Potent Inhibition of Chikungunya Virus Entry by a Pyrazole-Benzene Derivative: A Computational Study Targeting the E1-E2 Glycoprotein Complex.

The Chikungunya virus (CHIKV) continues to pose a significant global health challenge due to the absence of effective antiviral treatments and limited vaccine availability. This study employed a comprehensive in silico workflow, incorporating high-throughput virtual screening, binding free-energy calculations, ADMET (absorption, distribution, metabolism, excretion, and toxicity) analysis, and 200 ns molecular dynamics (MD) simulations, to identify new inhibitors targeting the E1-E2 glycoprotein complex, crucial for CHIKV entry and membrane fusion.

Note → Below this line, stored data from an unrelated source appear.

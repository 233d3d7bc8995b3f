//! Registry of live follows.
//!
//! The registry owns both sides of a running follow: the loop's stop handle
//! and the mutable in-memory snapshot of its orders. Loops themselves hold
//! only the follow id and a stop signal; everything else is looked up here.
//! Every operation is serialized, and reads hand out copies; callers that
//! need a consistent multi-order view take it in one call.
//!
use std::collections::HashMap;
use std::sync::Mutex;

use crate::follow::engine::interval::StopHandle;
use crate::follow::model::Order;

struct Entry {
    stop: StopHandle,
    orders: HashMap<String, Order>,
}

/// Concurrency-safe map of follow-id → live loop handle and order snapshot.
#[derive(Default)]
pub struct Registry {
    inner: Mutex<HashMap<String, Entry>>,
}

impl Registry {
    pub fn new() -> Self {
        Self::default()
    }

    /// Registers a follow with its stop handle and initial order snapshot.
    pub fn insert(&self, follow_id: &str, stop: StopHandle, orders: Vec<Order>) {
        let entry = Entry {
            stop,
            orders: orders.into_iter().map(|o| (o.id.clone(), o)).collect(),
        };
        self.lock().insert(follow_id.to_string(), entry);
    }

    /// Removes a follow, returning its stop handle if it was registered.
    pub fn remove(&self, follow_id: &str) -> Option<StopHandle> {
        self.lock().remove(follow_id).map(|e| e.stop)
    }

    pub fn contains(&self, follow_id: &str) -> bool {
        self.lock().contains_key(follow_id)
    }

    /// Replaces the whole order snapshot of a follow.
    pub fn set_orders(&self, follow_id: &str, orders: Vec<Order>) {
        if let Some(entry) = self.lock().get_mut(follow_id) {
            entry.orders = orders.into_iter().map(|o| (o.id.clone(), o)).collect();
        }
    }

    /// Updates a single order inside a follow's snapshot.
    pub fn set_order(&self, follow_id: &str, order: Order) {
        if let Some(entry) = self.lock().get_mut(follow_id) {
            entry.orders.insert(order.id.clone(), order);
        }
    }

    /// A consistent copy of a follow's order set, taken under one lock hold.
    pub fn orders_snapshot(&self, follow_id: &str) -> Option<Vec<Order>> {
        self.lock()
            .get(follow_id)
            .map(|e| e.orders.values().cloned().collect())
    }

    fn lock(&self) -> std::sync::MutexGuard<'_, HashMap<String, Entry>> {
        // Entries hold plain data; a poisoned lock would mean a panic while
        // holding it, which nothing here can do.
        match self.inner.lock() {
            Ok(guard) => guard,
            Err(poisoned) => poisoned.into_inner(),
        }
    }
}

#[cfg(test)]
mod test {
    use super::*;
    use crate::follow::engine::interval::stop_channel;
    use crate::follow::model::order::test_utils::test_order;
    use crate::follow::model::OrderStatus;

    #[test]
    fn test_insert_snapshot_remove() {
        let registry = Registry::new();
        let (stop, _rx) = stop_channel();

        registry.insert("f-1", stop, vec![test_order()]);
        assert!(registry.contains("f-1"));

        let snapshot = registry.orders_snapshot("f-1").unwrap();
        assert_eq!(snapshot.len(), 1);
        assert_eq!(snapshot[0].id, "o-1");

        assert!(registry.remove("f-1").is_some());
        assert!(!registry.contains("f-1"));
        assert!(registry.orders_snapshot("f-1").is_none());
        assert!(registry.remove("f-1").is_none());
    }

    #[test]
    fn test_set_order_updates_snapshot_in_place() {
        let registry = Registry::new();
        let (stop, _rx) = stop_channel();
        registry.insert("f-1", stop, vec![test_order()]);

        let mut updated = test_order();
        updated.status = OrderStatus::Active;
        registry.set_order("f-1", updated);

        let snapshot = registry.orders_snapshot("f-1").unwrap();
        assert_eq!(snapshot[0].status, OrderStatus::Active);
    }

    #[test]
    fn test_snapshot_is_a_copy() {
        let registry = Registry::new();
        let (stop, _rx) = stop_channel();
        registry.insert("f-1", stop, vec![test_order()]);

        let mut snapshot = registry.orders_snapshot("f-1").unwrap();
        snapshot[0].status = OrderStatus::Canceled;

        let fresh = registry.orders_snapshot("f-1").unwrap();
        assert_eq!(fresh[0].status, OrderStatus::Pending);
    }
}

Four promising candidates were identified from a library of 20,000 compounds, with CID 136801451 showing the most potent binding (docking score: -10.227; ΔG_bind: -51.53 kcal/mol). The top four compounds exhibited favorable ADMET profiles, meeting nearly all criteria. MD simulations confirmed stable binding and strong interactions between CID 136801451 and the E1-E2 complex, evidenced by consistently low RMSD values. These findings highlight CID 136801451 as a promising CHIKV entry inhibitor, warranting further in vitro and in vivo evaluation to advance the development of effective anti-CHIKV therapeutics.